On a physically stabilized one point finite element formulation for three-dimensional finite elasto-plasticity

In the case of linear elasticity, a direct connection between the concept of reduced integration with hourglass stabilization and a mixed method can usually be established. In the non-linear case, this is in general not possible. To overcome this difficulty we suggest in this paper a new concept based on a Taylor expansion of the constitutively dependent quantities with respect to the centre of the element. The push-forward of the second (linear) term of the Taylor series for the first Piola–Kirchhoff stress tensor to the current configuration determines the so-called hourglass stabilization part of the residual force vector.
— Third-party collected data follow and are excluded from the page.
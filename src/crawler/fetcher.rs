//! HTTP fetcher implementation
//!
//! This module handles all HTTP requests for the scraper:
//! - Building the HTTP client with timeouts and compression
//! - GET requests carrying the caller-supplied `User-Agent`
//! - Explicit status checks (any non-2xx is a failure)
//! - Error classification into [`FetchError`]
//!
//! No retries are attempted; a failed fetch is reported once and the caller
//! decides what to drop.

use crate::config::ScraperConfig;
use crate::record::RawPage;
use crate::FetchError;
use async_trait::async_trait;
use reqwest::header::USER_AGENT;
use reqwest::{redirect::Policy, Client};
use std::time::Duration;

/// Capability to fetch one page
///
/// The pipeline only depends on this trait, so tests can drive it with
/// canned pages instead of a network.
#[async_trait]
pub trait PageFetcher: Send + Sync {
    /// Issues one GET for `url` with the given identity header
    async fn fetch(&self, url: &str, user_agent: &str) -> Result<RawPage, FetchError>;
}

/// Builds an HTTP client with proper configuration
///
/// # Arguments
///
/// * `config` - The scraper configuration providing timeouts
///
/// # Returns
///
/// * `Ok(Client)` - Successfully built HTTP client
/// * `Err(reqwest::Error)` - Failed to build client
pub fn build_http_client(config: &ScraperConfig) -> Result<Client, reqwest::Error> {
    Client::builder()
        .timeout(Duration::from_secs(config.fetch_timeout_secs))
        .connect_timeout(Duration::from_secs(config.connect_timeout_secs))
        .redirect(Policy::limited(10))
        .gzip(true)
        .brotli(true)
        .build()
}

/// [`PageFetcher`] backed by a shared reqwest client
#[derive(Debug, Clone)]
pub struct HttpFetcher {
    client: Client,
}

impl HttpFetcher {
    pub fn new(client: Client) -> Self {
        Self { client }
    }

    /// Builds the client from the scraper configuration
    pub fn from_config(config: &ScraperConfig) -> Result<Self, reqwest::Error> {
        Ok(Self::new(build_http_client(config)?))
    }
}

#[async_trait]
impl PageFetcher for HttpFetcher {
    async fn fetch(&self, url: &str, user_agent: &str) -> Result<RawPage, FetchError> {
        let response = self
            .client
            .get(url)
            .header(USER_AGENT, user_agent)
            .send()
            .await
            .map_err(|e| classify_error(url, e))?;

        let status = response.status();
        if !status.is_success() {
            return Err(FetchError::Status {
                url: url.to_string(),
                status: status.as_u16(),
            });
        }

        let body = response.bytes().await.map_err(|e| {
            if e.is_timeout() {
                FetchError::Timeout {
                    url: url.to_string(),
                }
            } else {
                FetchError::Body {
                    url: url.to_string(),
                    message: e.to_string(),
                }
            }
        })?;

        Ok(RawPage::new(url, body.to_vec()))
    }
}

/// Maps a transport error onto the fetch error taxonomy
fn classify_error(url: &str, error: reqwest::Error) -> FetchError {
    if error.is_timeout() {
        FetchError::Timeout {
            url: url.to_string(),
        }
    } else if error.is_connect() {
        FetchError::Network {
            url: url.to_string(),
            message: "Connection refused".to_string(),
        }
    } else {
        FetchError::Network {
            url: url.to_string(),
            message: error.to_string(),
        }
    }
}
Due to the fact that the element uses only one Gauss point and the hourglass stabilization part is computed by means of a simple functional evaluation, the present element technology is very efficient from the computational point of view.In contrast to the 2D case the computation of the Jacobi determinant only in the centre of the 3D element does not yield the correct volume, if the element shape deviates from being a parallelipiped. It is shown in the paper that the error becomes negligibly small for a relatively coarse discretization. The formulation is free of volumetric locking and can compete with shell formulations up to an aspect ratio of about hundred. For bending-dominated problems, at least two elements over the thickness are needed in order to compute the onset of plastification correctly. The element behaves very robustly in finite elasticity and inelasticity, also when large element distortions occur.